Now, this doesn’t mean that are supposed to be some exclusive club that has an inside track on the things of God. There is more truth in the world than we will ever know ourselves and people don’t need to become just like us to be part of God’s new creation. We chide the Corinthians for their arrogance and one-upmanship, but when you think about it, that very attitude, often disguised and manifested today in more subtle ways has been behind much of the missionary enterprise of the church over the years.
What we are supposed to be as a church and what Paul hoped we would be are faith communities living out unity in diversity, embodying an expansive and inclusive love, sharing our lives with one another in a way that points others to God’s plan to bring about a new creation. If we are participants in God’s new creation then shouldn’t we be living like it? If I am yours and you are mine, and we all belong to one another, then we should be living like it shouldn’t we? This is why Paul says in chapter 13 of 1 Corinthians that of the three great spiritual realities of life – faith, hope, and love – love is greater than all. Because love is what brings about oneness. As important as faith may be or hope may be, it takes love to bring about oneness. Only love can bring about God’s new creation. The new creation is only realized to the extent that we love one another and come together in peace for the common good.

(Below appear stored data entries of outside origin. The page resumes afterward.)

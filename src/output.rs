//! CLI output formatting.
//!
//! Every file an upload command touches gets a header line (positional index
//! + file name) followed by indented context lines: where it came from and
//! what happened to it.
//!
//! # Output Format
//!
//! ## Validate
//!
//! ```text
//! 001 poster.png: valid
//!     Valid image file.
//! 002 flyer.bmp: invalid
//!     File format not supported. Only supports JPEG, PNG, GIF, and WebP images up to 10MB.
//! ```
//!
//! ## Resize / Compress
//!
//! ```text
//! 001 stage.jpg
//!     Source: photos/stage.jpg
//!     1200x800 JPEG, q=0.60, 412.7 KB after 3 attempts
//! 002 flyer.bmp
//!     Rejected: File format not supported. Only supports JPEG, PNG, GIF, and WebP images up to 10MB.
//!
//! Encoded 1 of 2 files (1 rejected, 0 failed)
//! ```
//!
//! ## Inspect
//!
//! ```text
//! out/stage.dataurl
//!     MIME: image/jpeg
//!     Payload: 422608 bytes (563503 chars as data URL)
//!     Pixels: 1200x800
//! ```
//!
//! # Architecture
//!
//! Each command has a `format_*` function (returns `Vec<String>`) for
//! testability and a `print_*` wrapper that writes to stdout. Format
//! functions are pure: no I/O, no side effects.

use crate::imaging::Dimensions;
use crate::process::{FileOutcome, ProcessError, ProcessEvent};
use crate::validate::ValidationResult;
use serde::Serialize;
use std::path::Path;

/// Format a 1-based positional index as 3-digit zero-padded.
fn format_index(pos: usize) -> String {
    format!("{:0>3}", pos)
}

/// File name of a path, falling back to the whole path.
fn display_name(path: &str) -> String {
    Path::new(path)
        .file_name()
        .map(|f| f.to_string_lossy().into_owned())
        .unwrap_or_else(|| path.to_string())
}

/// Byte count as KB with one decimal.
fn format_kb(bytes: usize) -> String {
    format!("{:.1} KB", bytes as f64 / 1024.0)
}

// ============================================================================
// validate
// ============================================================================

/// Format one validator verdict.
pub fn format_validation(index: usize, path: &Path, result: &ValidationResult) -> Vec<String> {
    let verdict = if result.is_valid { "valid" } else { "invalid" };
    vec![
        format!(
            "{} {}: {}",
            format_index(index),
            display_name(&path.display().to_string()),
            verdict
        ),
        format!("    {}", result.message),
    ]
}

pub fn print_validation(index: usize, path: &Path, result: &ValidationResult) {
    for line in format_validation(index, path, result) {
        println!("{}", line);
    }
}

/// Format a file that could not be checked at all (missing, unreadable).
pub fn format_validation_error(index: usize, path: &Path, error: &str) -> Vec<String> {
    vec![
        format!(
            "{} {}: error",
            format_index(index),
            display_name(&path.display().to_string())
        ),
        format!("    {}", error),
    ]
}

pub fn print_validation_error(index: usize, path: &Path, error: &str) {
    for line in format_validation_error(index, path, error) {
        println!("{}", line);
    }
}

/// One `validate --json` line: the verdict, or why there is none.
#[derive(Debug, Serialize)]
pub struct ValidationReport<'a> {
    pub path: String,
    #[serde(flatten)]
    pub result: Option<&'a ValidationResult>,
    #[serde(skip_serializing_if = "Option::is_none")]
    pub error: Option<&'a str>,
}

impl<'a> ValidationReport<'a> {
    pub fn new(path: &Path, outcome: Result<&'a ValidationResult, &'a str>) -> Self {
        let (result, error) = match outcome {
            Ok(result) => (Some(result), None),
            Err(error) => (None, Some(error)),
        };
        Self {
            path: path.display().to_string(),
            result,
            error,
        }
    }

    pub fn to_json(&self) -> String {
        serde_json::to_string(self).unwrap_or_default()
    }
}

// ============================================================================
// resize / compress
// ============================================================================

/// Format a single batch progress event as display lines.
pub fn format_process_event(event: &ProcessEvent) -> Vec<String> {
    match event {
        ProcessEvent::Encoded {
            index,
            path,
            width,
            height,
            quality,
            byte_size,
            attempts,
            within_budget,
        } => {
            let attempts = match *attempts {
                1 => "1 attempt".to_string(),
                n => format!("{n} attempts"),
            };
            let mut lines = vec![
                format!("{} {}", format_index(index + 1), display_name(path)),
                format!("    Source: {}", path),
                format!(
                    "    {}x{} JPEG, q={:.2}, {} after {}",
                    width,
                    height,
                    quality,
                    format_kb(*byte_size),
                    attempts
                ),
            ];
            if !*within_budget {
                lines.push("    Over budget at the lowest quality, kept anyway".to_string());
            }
            lines
        }
        ProcessEvent::Rejected {
            index,
            path,
            message,
        } => vec![
            format!("{} {}", format_index(index + 1), display_name(path)),
            format!("    Rejected: {}", message),
        ],
        ProcessEvent::Failed { index, path, error } => vec![
            format!("{} {}", format_index(index + 1), display_name(path)),
            format!("    Failed: {}", error),
        ],
    }
}

/// One-line tally of a finished batch.
pub fn format_batch_summary(outcomes: &[FileOutcome]) -> Vec<String> {
    let encoded = outcomes.iter().filter(|o| o.result.is_ok()).count();
    let rejected = outcomes
        .iter()
        .filter(|o| matches!(o.result, Err(ProcessError::Rejected(_))))
        .count();
    let failed = outcomes.len() - encoded - rejected;
    vec![
        String::new(),
        format!(
            "Encoded {} of {} files ({} rejected, {} failed)",
            encoded,
            outcomes.len(),
            rejected,
            failed
        ),
    ]
}

// ============================================================================
// inspect
// ============================================================================

/// Format what a data URL holds.
///
/// `pixels` is `None` when the payload does not decode as an image.
pub fn format_inspection(
    source: &Path,
    mime_type: &str,
    payload_len: usize,
    url_len: usize,
    pixels: Option<Dimensions>,
) -> Vec<String> {
    let pixels = match pixels {
        Some(d) => format!("{}x{}", d.width, d.height),
        None => "not decodable".to_string(),
    };
    vec![
        source.display().to_string(),
        format!("    MIME: {}", mime_type),
        format!(
            "    Payload: {} bytes ({} chars as data URL)",
            payload_len, url_len
        ),
        format!("    Pixels: {}", pixels),
    ]
}

pub fn print_inspection(
    source: &Path,
    mime_type: &str,
    payload_len: usize,
    url_len: usize,
    pixels: Option<Dimensions>,
) {
    for line in format_inspection(source, mime_type, payload_len, url_len, pixels) {
        println!("{}", line);
    }
}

But then there is the question of: How do we respond to those who don’t see the world the way we see the world, who have no trust in or commitment to the kind of love and generosity and justice that marks God’s new creation? How should we respond to those who live almost completely out of the false self? Who believe in the survival of the fittest? Who relish subjugating others by force and lording it over others? How do we respond to those who have no intention of being at one with us? Who regard us an inferiors? Or who, for whatever reason, don’t like us and may even want to harm us? How do we respond as God’s people of the new creation? Now, this is where it really gets hard and most of us fail. Certainly the church at large has not modeled the new creation very well. The passage we read today in Matthew’s Gospel gives us some very specific instruction on how we are called to respond.

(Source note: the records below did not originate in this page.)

//! `data:` URL encoding and parsing.
//!
//! Every image this crate produces is handed back as
//! `data:image/jpeg;base64,<payload>` so callers can drop it straight into a
//! JSON form payload. [`parse`] reverses that for inspection and tests.

use base64::{Engine as _, engine::general_purpose::STANDARD};
use thiserror::Error;

/// MIME type of every image this crate outputs.
pub const JPEG_MIME: &str = "image/jpeg";

#[derive(Error, Debug)]
pub enum DataUrlError {
    #[error("not a data URL (missing `data:` prefix)")]
    MissingScheme,
    #[error("data URL has no `,` separating header and payload")]
    MissingPayload,
    #[error("only base64 data URLs are supported")]
    NotBase64,
    #[error("invalid base64 payload: {0}")]
    Base64(#[from] base64::DecodeError),
}

/// A parsed data URL.
#[derive(Debug, Clone, PartialEq, Eq)]
pub struct DataUrl {
    pub mime_type: String,
    pub bytes: Vec<u8>,
}

/// Encode `bytes` as a base64 data URL of the given MIME type.
pub fn encode(mime_type: &str, bytes: &[u8]) -> String {
    let prefix = format!("data:{mime_type};base64,");
    let mut out = String::with_capacity(encoded_len(mime_type, bytes.len()));
    out.push_str(&prefix);
    STANDARD.encode_string(bytes, &mut out);
    out
}

/// Encode JPEG bytes as a data URL.
pub fn encode_jpeg(bytes: &[u8]) -> String {
    encode(JPEG_MIME, bytes)
}

/// Exact length of [`encode`]'s output without building it.
pub fn encoded_len(mime_type: &str, byte_len: usize) -> usize {
    "data:".len() + mime_type.len() + ";base64,".len() + byte_len.div_ceil(3) * 4
}

/// Parse a base64 data URL back into its MIME type and raw bytes.
///
/// Surrounding whitespace is ignored, so a `.dataurl` file with a trailing
/// newline parses cleanly.
pub fn parse(input: &str) -> Result<DataUrl, DataUrlError> {
    let rest = input
        .trim()
        .strip_prefix("data:")
        .ok_or(DataUrlError::MissingScheme)?;
    let (header, payload) = rest.split_once(',').ok_or(DataUrlError::MissingPayload)?;
    let mime_type = header
        .strip_suffix(";base64")
        .ok_or(DataUrlError::NotBase64)?;
    let bytes = STANDARD.decode(payload)?;
    Ok(DataUrl {
        mime_type: mime_type.to_string(),
        bytes,
    })
}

In the first paragraph (5:38-42) Jesus says, “Do not resist an evildoer.” A better translation would be: “Do not violently resist an evil doer.” Jesus is not saying don’t resist. He is saying don’t do it violently. In fact, there are some things we have to resist, but we must not do it violently. What follows that admonition are some examples of how Jewish people in bondage to Rome might protest injustice and retain their dignity in a society that did not allow for protest. Roman society was an authoritarian society, not a democracy. In our society, thank God, nonviolent protest is our constitutional right. That wasn’t true for Jews who were Roman subjects. So, turning the other cheek, giving one’s cloak as well as one’s coat to the oppressor, and carrying the oppressor’s baggage an extra mile, were all creative ways a Jew living as a non-citizen under the power of Rome might protest the injustice of Roman society in a non-overt way – in way that might not get you killed. Jesus creatively offered his Jewish followers a strategy to protest oppression and injustice in an authoritarian society that did not allow such protests. Gandhi and Martin Luther King, Jr. developed their own strategies of nonviolent resistance drawing on the spirit behind these examples.

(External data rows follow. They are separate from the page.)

/********************************************************************************
 * Copyright (c) 2025 Contributors to the Eclipse Foundation
 *
 * See the NOTICE file(s) distributed with this work for additional
 * information regarding copyright ownership.
 *
 * This program and the accompanying materials are made available under the
 * terms of the Apache License Version 2.0 which is available at
 * https://www.apache.org/licenses/LICENSE-2.0
 *
 * SPDX-License-Identifier: Apache-2.0
 ********************************************************************************/

mod config;

use crate::config::{BrokerKind, Config, Overrides};
use anyhow::{bail, Context};
use clap::Parser;
use metrics_exporter_prometheus::{PrometheusBuilder, PrometheusHandle};
use rule_router::{
    load_rules_dir, Broker, BrokerManager, BrokerRole, InProcBroker, IngressListener, Processor,
    ProcessorOptions,
};
use std::net::SocketAddr;
use std::path::Path;
use std::sync::Arc;
use std::time::{Duration, Instant};
use tokio::signal::unix::{signal, SignalKind};
use tracing::{info, warn};

#[derive(Parser)]
#[command(name = "configurable-router", about = "Rule-driven message router")]
struct RouterArgs {
    /// Path to the router configuration file.
    #[arg(short, long, value_name = "FILE")]
    config: String,

    /// Directory holding the rule files.
    #[arg(short, long, value_name = "DIR")]
    rules: String,

    /// Override the number of worker threads.
    #[arg(long)]
    workers: Option<usize>,

    /// Override the ingress queue capacity.
    #[arg(long)]
    queue_size: Option<usize>,

    /// Override the advisory batch size.
    #[arg(long)]
    batch_size: Option<usize>,

    /// Override the metrics listen address.
    #[arg(long)]
    metrics_addr: Option<String>,

    /// Override the metrics endpoint path.
    #[arg(long)]
    metrics_path: Option<String>,

    /// Override the metrics refresh interval, in seconds.
    #[arg(long)]
    metrics_interval: Option<u64>,
}

async fn serve_metrics(
    handle: PrometheusHandle,
    addr: SocketAddr,
    path: String,
) -> std::io::Result<()> {
    let app = axum::Router::new().route(
        &path,
        axum::routing::get(move || async move { handle.render() }),
    );
    let listener = tokio::net::TcpListener::bind(addr).await?;
    axum::serve(listener, app.into_make_service()).await
}

fn build_brokers(manager: &BrokerManager, config: &Config) -> anyhow::Result<()> {
    for broker_config in &config.brokers {
        let has_connection_details = broker_config.address.is_some()
            || broker_config.client_id.is_some()
            || broker_config.username.is_some()
            || broker_config.password.is_some();

        let broker = match broker_config.kind {
            BrokerKind::Memory => {
                if has_connection_details {
                    warn!(
                        broker_id = broker_config.id.as_str(),
                        "connection details are ignored by the in-process broker kind"
                    );
                }
                Arc::new(InProcBroker::new(
                    broker_config.id.clone(),
                    broker_config.role,
                ))
            }
        };
        manager
            .add_broker(broker)
            .with_context(|| format!("unable to register broker `{}`", broker_config.id))?;
    }

    if manager.brokers_by_role(BrokerRole::Source).is_empty() {
        bail!("no source brokers configured");
    }
    if manager.brokers_by_role(BrokerRole::Target).is_empty() {
        bail!("no target brokers configured");
    }
    Ok(())
}

#[tokio::main]
async fn main() -> anyhow::Result<()> {
    tracing_subscriber::fmt()
        .with_env_filter(
            tracing_subscriber::EnvFilter::try_from_default_env()
                .unwrap_or_else(|_| tracing_subscriber::EnvFilter::new("info")),
        )
        .init();

    let args = RouterArgs::parse();

    let contents = std::fs::read_to_string(&args.config)
        .with_context(|| format!("unable to read config file {}", args.config))?;
    let mut config: Config = json5::from_str(&contents)
        .with_context(|| format!("unable to parse config file {}", args.config))?;
    config.apply_overrides(Overrides {
        workers: args.workers,
        queue_size: args.queue_size,
        batch_size: args.batch_size,
        metrics_addr: args.metrics_addr,
        metrics_path: args.metrics_path,
        metrics_interval_secs: args.metrics_interval,
    });

    let mut metrics_tasks = Vec::new();
    if config.metrics.enabled {
        let handle = PrometheusBuilder::new()
            .install_recorder()
            .context("unable to install metrics recorder")?;
        let addr: SocketAddr = config
            .metrics
            .address
            .parse()
            .with_context(|| format!("invalid metrics address {}", config.metrics.address))?;
        let path = config.metrics.path.clone();
        info!(address = %addr, path = path.as_str(), "starting metrics endpoint");
        metrics_tasks.push(tokio::spawn(async move {
            if let Err(err) = serve_metrics(handle, addr, path).await {
                warn!(err = %err, "metrics endpoint stopped");
            }
        }));

        let started = Instant::now();
        let interval = Duration::from_secs(config.metrics.update_interval_secs.max(1));
        metrics_tasks.push(tokio::spawn(async move {
            let mut ticker = tokio::time::interval(interval);
            loop {
                ticker.tick().await;
                metrics::gauge!("router_uptime_seconds").set(started.elapsed().as_secs_f64());
            }
        }));
    }

    let manager = Arc::new(BrokerManager::new());
    build_brokers(&manager, &config)?;

    let rules = load_rules_dir(Path::new(&args.rules))
        .with_context(|| format!("unable to load rules from {}", args.rules))?;
    manager
        .check_rule_targets(&rules)
        .context("rule target validation failed")?;

    let processor = Arc::new(Processor::with_publisher(
        ProcessorOptions {
            workers: config.processing.workers,
            queue_size: config.processing.queue_size,
            batch_size: config.processing.batch_size,
        },
        Some(manager.clone() as _),
    ));

    // Subscription patterns are the enabled rules' source topics.
    let mut patterns: Vec<String> = rules
        .iter()
        .filter(|rule| rule.enabled)
        .map(|rule| rule.topic.clone())
        .collect();
    patterns.sort();
    patterns.dedup();

    let rule_count = processor
        .load_rules(rules)
        .context("unable to install rules")?;

    for broker in manager.brokers_by_role(BrokerRole::Source) {
        let listener = Arc::new(IngressListener::new(processor.clone(), broker.id()));
        broker
            .subscribe(&patterns, listener)
            .await
            .with_context(|| format!("unable to subscribe via broker `{}`", broker.id()))?;
    }

    manager
        .connect_all()
        .await
        .context("unable to connect brokers")?;

    info!(
        workers = config.processing.workers,
        queue_size = config.processing.queue_size,
        batch_size = config.processing.batch_size,
        rule_count,
        broker_count = config.brokers.len(),
        metrics_enabled = config.metrics.enabled,
        "configurable-router started"
    );

    let mut terminate = signal(SignalKind::terminate()).context("unable to install SIGTERM handler")?;
    let mut interrupt = signal(SignalKind::interrupt()).context("unable to install SIGINT handler")?;
    let mut hangup = signal(SignalKind::hangup()).context("unable to install SIGHUP handler")?;

    loop {
        tokio::select! {
            _ = terminate.recv() => {
                info!("received SIGTERM, shutting down");
                break;
            }
            _ = interrupt.recv() => {
                info!("received SIGINT, shutting down");
                break;
            }
            _ = hangup.recv() => {
                // Log re-open request; stdout logging has nothing to rotate.
                info!("received SIGHUP, log re-open requested");
            }
        }
    }

    let drained = {
        let processor = processor.clone();
        tokio::task::spawn_blocking(move || processor.close())
    };
    drained.await.context("worker drain failed")?;

    manager.disconnect_all().await;
    for task in metrics_tasks {
        task.abort();
    }

    let stats = processor.stats();
    info!(
        processed = stats.processed,
        matched = stats.matched,
        errors = stats.errors,
        "shutdown complete"
    );
    Ok(())
}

In the next paragraph (5:43-48) Jesus addresses motive. Jesus makes clear that any attempt at calling attention to injustice through non-violent action must be done in love for the oppressor, not hate or revenge. You see, God wants to redeem the oppressor, not get even, and we must want that too, because such is the love that marks the new creation of God.
God loves all of God’s children. God loves those who don’t know they are God’s children and even those who want nothing to do with God. God loves even those who take pleasure in hurting and harming others –those who do terrible things. God doesn’t withhold good things from evildoers. Jesus points out that just like the sunshine and the rain, God’s love is poured out on all people indiscriminately. So then, sisters and brothers, if we aspire to live as God’s children in this world, then we must aspire to love the world the way God loves the world. God can’t force anyone to change, but God will not give up on anyone. So we can’t either. Perhaps we can find some creative ways to oppose injustice and still love the oppressor.
In his book, Jesus Is the Question, Martin Copenhaver writes about the special relationship a church he served as Associate Pastor had with Lloyd and Maisie Vactor who were missionaries with the United Church of Christ. Lloyd served as president of Dansalan College in the Philippines. While his primary goal was to provide a quality education for all the students who attended, his secondary goal was to improve the relationship between Christians and Muslims. Where the college was located in Marawi there had been four centuries of hostilities between Christians and Muslims. Violence was common.
On March 9, 1979 eleven armed men, members of a Muslim sect, kidnapped Lloyd from his office and held him for ransom. The senior minister where Copenhaver served as Associate sent out this report and request to the congregation: “Pray for Lloyd in his captivity. Pray for his wife, Maisie, as she anxiously awaits word. Pray for both the Christian and Muslim communities in the Philippines, that the violence might stop. And pray for Lloyd’s captors, that they might know the peace of God.”
Rev. Copenhaver says that he remembers well some of the reactions to the request to pray for Lloyd’s captors. Some questioned why they should pray for their captors. Others said they would pray that the captors would get what they deserved.
While Lloyd was held captive, the church received word that his wife, Maisie had died. The church started a memorial scholarship fund in Maisie’s name for American women who might want to pursue ministry or social work, as she had done.
After twenty days of captivity, Lloyd was released as quickly and inexplicably as he was abducted. No ransom was paid, but they released him. In the weeks after his release, a question arose about how the money should be spent. Lloyd was given the choice as to how the funds would be used. He decided to keep the money as a scholarship fund, but he did not want it to be used for American students. He wanted the money specifically earmarked for Dansalan College students who are part of the very Muslim sect that kidnapped him and threatened his life for those weeks he was in captivity. Copenhaver says that while they decided to help one of their own, Lloyd decided to give aid to his enemies. Lloyd did not regard them as his enemies. He regarded them as children of God who needed to start living out that reality.
We are to love our enemies because Jesus told us to and they, too, are children of a loving God. Love is the only thing that makes peace possible. Remember sisters and brothers, the kingdom of God is really the kin-dom of God. God’s new creation is all about relationships. Just maybe – I know it doesn’t happen very often – but maybe our willingness to channel God’s love toward those set against us, just might turn an enemy into a friend. It doesn’t happen often, but it does happen.
Everything is yours sisters and brothers. We all belong. I am yours and you are mine. And so are those people down the street who don’t like you. We are one people. Our hope is that someday that oneness will be realized. We are called to model that oneness, to treat each other with respect and dignity, and to work toward reconciliation. We still have to speak out and tell the truth and stand up for the marginalized, but we don’t have to do that in a vengeful or hateful way. Because even the oppressor is our brother and sister.
Great God, I pray that we might experience your love in such a deep way that our hearts are changed and we are able to love others with your kind of love. Help us Lord to do a better job giving the world a taste of what your new creation will look like and feel like. Amen.